Last May he booked a trip to Dresden in Germany. As there are no direct flights from Ireland, he decided to use the new Cork-to-Prague route provided by Czech Airlines, and from Prague he would take a two-hour train journey to Dresden.

“However, two weeks prior to departure, Czech Airlines contacted me to cancel the flights for “scheduling reasons”. I subsequently read in the national newspapers that Czech Airlines had pulled out of the route completely. The flights were only one part of the trip. I had booked time off work, booked hotel accommodation and so on. I always book way in advance to get the best rates and choose pre-pay with no refund.”

As all the other aspects of the trip were prepaid, it made sense to book alternative flights. “The total cost of these flights was €660 but I got a refund from Czech Airlines of €210, which gave a net cost of €450. I contacted Laya travel insurance, and, as instructed, completed a claim form.”

Laya told him his claim was “not listed in the scope of cover” and the claim was rejected. “I phoned Laya and I appealed the decision. However on June 23rd, they confirmed that because the airline cancelled the route, my claim was rejected.”

He says readers should be aware Laya does not provide cover for these types of circumstances. “I believe that this is a very unfair situation. I bought the cover in good faith with a company that I felt had a good reputation. One would need a legal degree to work out that such a scenario would not be covered. I felt that when I purchased this travel insurance from Laya, I would be covered for all such emergencies. It has made we wonder about my health insurance with Laya – will it use the fine print should I have a medical claim in the future?”

We contacted Laya, which said that, although it would not comment on individual claims made under its travel insurance offering, it wanted to make clear that cancellations such as the one outlined by our reader are not covered.

 

Energia customers billed on the double

Two readers contacted us in connection with Energia last week after realising the utility had made a big billing error and taken direct debit twice for July gas bills.

“When I called them today they told me it had happened to a lot of customers but they had sent emails,” a reader called Sandra said. It was only when she checked her junk mail account that she saw it.

“Anyway, the call was a good opportunity to realise that I have been with them just under a year and was just about to come off discounted rates, so time to change suppliers – again they had no intention of notifying me about that,” she says.

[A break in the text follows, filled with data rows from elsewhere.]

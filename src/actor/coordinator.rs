//! Actor Coordinator - Wires up the dev session
//!
//! # Responsibility
//!
//! The Coordinator is a **thin orchestrator** that:
//! - Starts the dev server and waits until it is bound
//! - Starts the main and worker pipelines, wired to their reactions
//! - Waits for the interrupt and tears everything down
//!
//! It does NOT contain business logic - that lives in `pipeline/`.
//!
//! # Sequence
//!
//! ```text
//! DevServer::start ──> address ──> main pipeline (respawn, env = address)
//!                                  worker pipeline (broadcast)
//!                                  renderer watcher (broadcast, optional)
//! ```
//!
//! Any failure before `Running` aborts the session.

use std::sync::Arc;
use std::time::Duration;

use anyhow::{Context, Result};
use tokio::sync::mpsc;

use super::fs::{FsActor, FsHandle, WatchSpec};
use super::pipeline::{Reload, Respawn, WatchPipeline};
use super::ws::Broadcaster;
use crate::build::{self, BuildTool};
use crate::config::{DevConfig, Section};
use crate::core::{Phase, PhaseCell};
use crate::log;
use crate::logger::{status_success, status_warning};
use crate::process::{CommandSpawner, LaunchSpec, Spawner};
use crate::reload::ReloadMessage;
use crate::server::DevServer;

/// Coordinator - wires up and runs the dev session
pub struct Coordinator {
    config: Arc<DevConfig>,
    phase: PhaseCell,
    spawner: Box<dyn Spawner>,
    /// Build tools to use instead of the configured ones
    tools: Option<(Box<dyn BuildTool>, Box<dyn BuildTool>)>,
}

impl Coordinator {
    pub fn new(config: Arc<DevConfig>) -> Self {
        Self {
            config,
            phase: PhaseCell::new(),
            spawner: Box::new(CommandSpawner),
            tools: None,
        }
    }

    /// Share the phase with an observer.
    #[cfg(test)]
    pub fn with_phase(mut self, phase: PhaseCell) -> Self {
        self.phase = phase;
        self
    }

    /// Launch host processes through `spawner`.
    #[cfg(test)]
    pub fn with_spawner(mut self, spawner: Box<dyn Spawner>) -> Self {
        self.spawner = spawner;
        self
    }

    /// Use these build tools for the main and worker targets.
    #[cfg(test)]
    pub fn with_build_tools(mut self, main: Box<dyn BuildTool>, worker: Box<dyn BuildTool>) -> Self {
        self.tools = Some((main, worker));
        self
    }

    /// Run the session until `shutdown` fires (or its sender is dropped).
    pub async fn run(self, mut shutdown: mpsc::UnboundedReceiver<()>) -> Result<()> {
        let Self {
            config,
            phase,
            spawner,
            tools,
        } = self;
        let (main_tool, worker_tool) = tools.unwrap_or_else(|| {
            (
                build::from_config(Section::Main, &config.main),
                build::from_config(Section::Worker, &config.worker),
            )
        });

        // 1. dev server, fatal on failure
        enter(&phase, Phase::ServerStarting);
        let server = DevServer::start(&config.serve)?;

        // 2. bound address
        enter(&phase, Phase::ServerReady);
        let addr = server.address();
        log!("serve"; "http://{} (live reload on ws://{})", addr, server.ws_address());

        // 3. main pipeline, then 4. worker pipeline
        enter(&phase, Phase::PipelinesStarting);
        let launch = LaunchSpec::new(&config.host, addr);
        if config.host.debug {
            log!("host"; "debug mode, {} will not be launched", launch.program);
            for name in [&config.host.host_env, &config.host.port_env] {
                log!("host"; "{}={}", name, launch.var(name).unwrap_or_default());
            }
        }

        let respawn = Respawn::new(
            Section::Main.name(),
            spawner,
            launch,
            config.host.debug,
        );
        let main = match WatchPipeline::start(Section::Main, main_tool, respawn)
            .context("failed to start main pipeline")
        {
            Ok(main) => main,
            Err(e) => {
                server.shutdown().await;
                return Err(e);
            }
        };

        let reload = Reload::new(Section::Worker.name(), server.broadcaster());
        let worker = match WatchPipeline::start(Section::Worker, worker_tool, reload)
            .context("failed to start worker pipeline")
        {
            Ok(worker) => worker,
            Err(e) => {
                main.stop().await;
                server.shutdown().await;
                return Err(e);
            }
        };

        // 5. renderer watcher
        let renderer = if config.serve.watch {
            watch_renderer(&config, server.broadcaster())
        } else {
            None
        };

        // 6. run until interrupted
        enter(&phase, Phase::Running);
        crate::debug!("serve"; "running");
        let _ = shutdown.recv().await;

        enter(&phase, Phase::Stopping);
        main.stop().await;
        worker.stop().await;
        if let Some(renderer) = renderer {
            let _ = tokio::task::spawn_blocking(move || renderer.stop()).await;
        }
        server.shutdown().await;

        log!("serve"; "stopped");
        Ok(())
    }
}

/// Move to `next` and report it.
fn enter(phase: &PhaseCell, next: Phase) {
    phase.advance(next);
    crate::debug!("phase"; "{}", phase.get());
}

/// Reload clients when files under the renderer root change.
///
/// Best effort: a missing root or a watcher error only costs this feature.
fn watch_renderer(config: &DevConfig, broadcaster: Broadcaster) -> Option<FsHandle> {
    let root = &config.serve.root;
    if !root.is_dir() {
        status_warning(
            "renderer",
            &format!("{} does not exist, not watching", root.display()),
        );
        return None;
    }

    let spec = WatchSpec {
        label: "renderer",
        roots: vec![root.clone()],
        ignore: Vec::new(),
        debounce: Duration::from_millis(config.serve.debounce_ms),
        initial_batch: false,
    };

    let watch = FsActor::spawn(spec, move |batch| {
        status_success("renderer", &format!("{}, reloading", batch.summary()));
        broadcaster.broadcast(ReloadMessage::FullReload);
        true
    });

    match watch {
        Ok(handle) => Some(handle),
        Err(e) => {
            log!("renderer"; "not watching: {:#}", e);
            None
        }
    }
}

#[cfg(test)]
mod tests {
    use std::net::{IpAddr, Ipv4Addr, TcpListener, TcpStream};
    use std::path::Path;
    use std::sync::atomic::{AtomicBool, AtomicUsize, Ordering};

    use anyhow::bail;
    use parking_lot::Mutex;

    use super::*;
    use crate::actor::messages::PipelineMsg;
    use crate::build::{BuildOutcome, WatchHandle};
    use crate::core::{SignalAction, on_signal};
    use crate::process::HostProcess;

    type Seen = Arc<Mutex<Vec<String>>>;

    /// Records the phase it was started in, then reports one success.
    struct ObservedTool {
        phase: PhaseCell,
        seen: Seen,
    }

    impl BuildTool for ObservedTool {
        fn watch(self: Box<Self>, events: mpsc::Sender<PipelineMsg>) -> Result<WatchHandle> {
            self.seen.lock().push(self.phase.get().to_string());
            events
                .try_send(PipelineMsg::Built(BuildOutcome::Succeeded))
                .map_err(|_| anyhow::anyhow!("pipeline channel full"))?;
            Ok(WatchHandle::new("test"))
        }
    }

    /// Reports one success and counts how often its watch is stopped.
    struct CountingTool {
        stops: Arc<AtomicUsize>,
    }

    impl BuildTool for CountingTool {
        fn watch(self: Box<Self>, events: mpsc::Sender<PipelineMsg>) -> Result<WatchHandle> {
            events
                .try_send(PipelineMsg::Built(BuildOutcome::Succeeded))
                .map_err(|_| anyhow::anyhow!("pipeline channel full"))?;
            let stops = self.stops;
            Ok(WatchHandle::new("test").on_stop(move || {
                stops.fetch_add(1, Ordering::SeqCst);
            }))
        }
    }

    struct BrokenTool;

    impl BuildTool for BrokenTool {
        fn watch(self: Box<Self>, _events: mpsc::Sender<PipelineMsg>) -> Result<WatchHandle> {
            bail!("build program `vite` not found")
        }
    }

    /// Connects to the advertised dev server address instead of launching.
    struct ReachSpawner {
        seen: Seen,
    }

    struct FakeHost {
        env: Vec<(String, String)>,
        seen: Seen,
    }

    impl HostProcess for FakeHost {
        fn id(&self) -> u32 {
            1
        }

        fn env(&self) -> &[(String, String)] {
            &self.env
        }

        fn terminate(self: Box<Self>) {
            self.seen.lock().push("terminate".to_string());
        }
    }

    impl Spawner for ReachSpawner {
        fn spawn(&mut self, launch: &LaunchSpec) -> Result<Box<dyn HostProcess>> {
            let host = launch.var("VITE_DEV_SERVER_HOST").unwrap_or_default();
            let port = launch.var("VITE_DEV_SERVER_PORT").unwrap_or_default();
            let reachable = TcpStream::connect(format!("{host}:{port}")).is_ok();
            self.seen.lock().push(format!("spawn reachable={reachable}"));
            Ok(Box::new(FakeHost {
                env: launch.env.clone(),
                seen: Arc::clone(&self.seen),
            }))
        }
    }

    fn dev_config(root: &Path) -> DevConfig {
        let mut config = DevConfig::default();
        config.serve.interface = IpAddr::V4(Ipv4Addr::LOCALHOST);
        config.serve.port = 0;
        config.serve.ws_port = 0;
        config.serve.root = root.to_path_buf();
        config.serve.watch = false;
        config
    }

    fn config(root: &Path) -> Arc<DevConfig> {
        Arc::new(dev_config(root))
    }

    #[tokio::test]
    async fn test_server_is_up_before_pipelines_start() {
        let temp = tempfile::TempDir::new().unwrap();
        let phase = PhaseCell::new();
        let seen = Seen::default();

        let tool = |seen: &Seen| ObservedTool {
            phase: phase.clone(),
            seen: Arc::clone(seen),
        };
        let coordinator = Coordinator::new(config(temp.path()))
            .with_phase(phase.clone())
            .with_spawner(Box::new(ReachSpawner {
                seen: Arc::clone(&seen),
            }))
            .with_build_tools(Box::new(tool(&seen)), Box::new(tool(&seen)));

        let (tx, rx) = mpsc::unbounded_channel();
        let observer = phase.clone();
        let stopper = async move {
            while observer.get() < Phase::Running {
                tokio::time::sleep(Duration::from_millis(10)).await;
            }
            // Let both pipelines drain their first outcome
            tokio::time::sleep(Duration::from_millis(100)).await;
            tx.send(()).unwrap();
        };

        let (result, ()) = tokio::join!(coordinator.run(rx), stopper);
        result.unwrap();

        assert_eq!(phase.get(), Phase::Stopping);
        assert_eq!(
            *seen.lock(),
            vec![
                "pipelines-starting".to_string(),
                "pipelines-starting".to_string(),
                "spawn reachable=true".to_string(),
                "terminate".to_string(),
            ]
        );
    }

    #[tokio::test]
    async fn test_pipeline_start_failure_aborts_session() {
        let temp = tempfile::TempDir::new().unwrap();
        let phase = PhaseCell::new();
        let seen = Seen::default();

        let coordinator = Coordinator::new(config(temp.path()))
            .with_phase(phase.clone())
            .with_build_tools(
                Box::new(ObservedTool {
                    phase: phase.clone(),
                    seen: Arc::clone(&seen),
                }),
                Box::new(BrokenTool),
            )
            .with_spawner(Box::new(ReachSpawner {
                seen: Arc::clone(&seen),
            }));

        let (_tx, rx) = mpsc::unbounded_channel();
        let err = coordinator.run(rx).await.unwrap_err();

        assert!(format!("{err:#}").contains("worker pipeline"));
        assert!(phase.get() < Phase::Running);
    }

    #[tokio::test]
    async fn test_taken_port_aborts_before_pipelines() {
        let temp = tempfile::TempDir::new().unwrap();
        let taken = TcpListener::bind((Ipv4Addr::LOCALHOST, 0)).unwrap();
        let mut config = dev_config(temp.path());
        config.serve.port = taken.local_addr().unwrap().port();

        let phase = PhaseCell::new();
        let seen = Seen::default();
        let tool = |seen: &Seen| ObservedTool {
            phase: phase.clone(),
            seen: Arc::clone(seen),
        };
        let coordinator = Coordinator::new(Arc::new(config))
            .with_phase(phase.clone())
            .with_spawner(Box::new(ReachSpawner {
                seen: Arc::clone(&seen),
            }))
            .with_build_tools(Box::new(tool(&seen)), Box::new(tool(&seen)));

        let (_tx, rx) = mpsc::unbounded_channel();
        assert!(coordinator.run(rx).await.is_err());

        assert!(seen.lock().is_empty());
        assert!(phase.get() < Phase::PipelinesStarting);
        drop(taken);
    }

    #[tokio::test]
    async fn test_termination_signal_tears_down_session() {
        let temp = tempfile::TempDir::new().unwrap();
        let phase = PhaseCell::new();
        let seen = Seen::default();
        let stops = Arc::new(AtomicUsize::new(0));

        let tool = || CountingTool {
            stops: Arc::clone(&stops),
        };
        let coordinator = Coordinator::new(config(temp.path()))
            .with_phase(phase.clone())
            .with_spawner(Box::new(ReachSpawner {
                seen: Arc::clone(&seen),
            }))
            .with_build_tools(Box::new(tool()), Box::new(tool()));

        // Same path the installed handler takes, with a local flag
        let (tx, rx) = mpsc::unbounded_channel();
        let observer = phase.clone();
        let signaller = async move {
            while observer.get() < Phase::Running {
                tokio::time::sleep(Duration::from_millis(10)).await;
            }
            tokio::time::sleep(Duration::from_millis(100)).await;
            let flag = AtomicBool::new(false);
            assert_eq!(on_signal(&flag, Some(&tx)), SignalAction::Notified);
            assert_eq!(on_signal(&flag, Some(&tx)), SignalAction::Exit(130));
        };

        let (result, ()) = tokio::join!(coordinator.run(rx), signaller);
        result.unwrap();

        assert_eq!(phase.get(), Phase::Stopping);
        assert_eq!(stops.load(Ordering::SeqCst), 2);
        assert_eq!(seen.lock().last().map(String::as_str), Some("terminate"));
    }
}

The same thing happened to Brendan McGrath. “They admit to debiting my account twice for the one bill and say they have instructed their bank to refund the double payment,” he writes. “I can’t imagine I’m the only one this has happened to,” he adds. He went on to say that a €10 goodwill payment against his next bill wouldn’t be much use as, like Sandra, he had just completed his annual switch of electricity and gas providers and was moving from Energia back to Bord Gáis.

We contacted the company. A spokesman said that, “following an administrative error on August 6th/7th, the direct-debit payments of less than 1 per cent of Energia’s total customer base were processed twice. After learning of this, we immediately contacted these customers to inform them of the error and the plans to resolve the situation.”

The spokesman said the company also contacted its bank on Friday and instructed it to refund the duplicate payment into these customers’ accounts. “These repayments started on Monday, and our expectation is that this will be completed at the latest by close of business on Wednesday.”

The company said it “sincerely apologises to these customers for this error. As a gesture of goodwill, we will credit these customers’ next bill with €10 for any inconvenience caused.”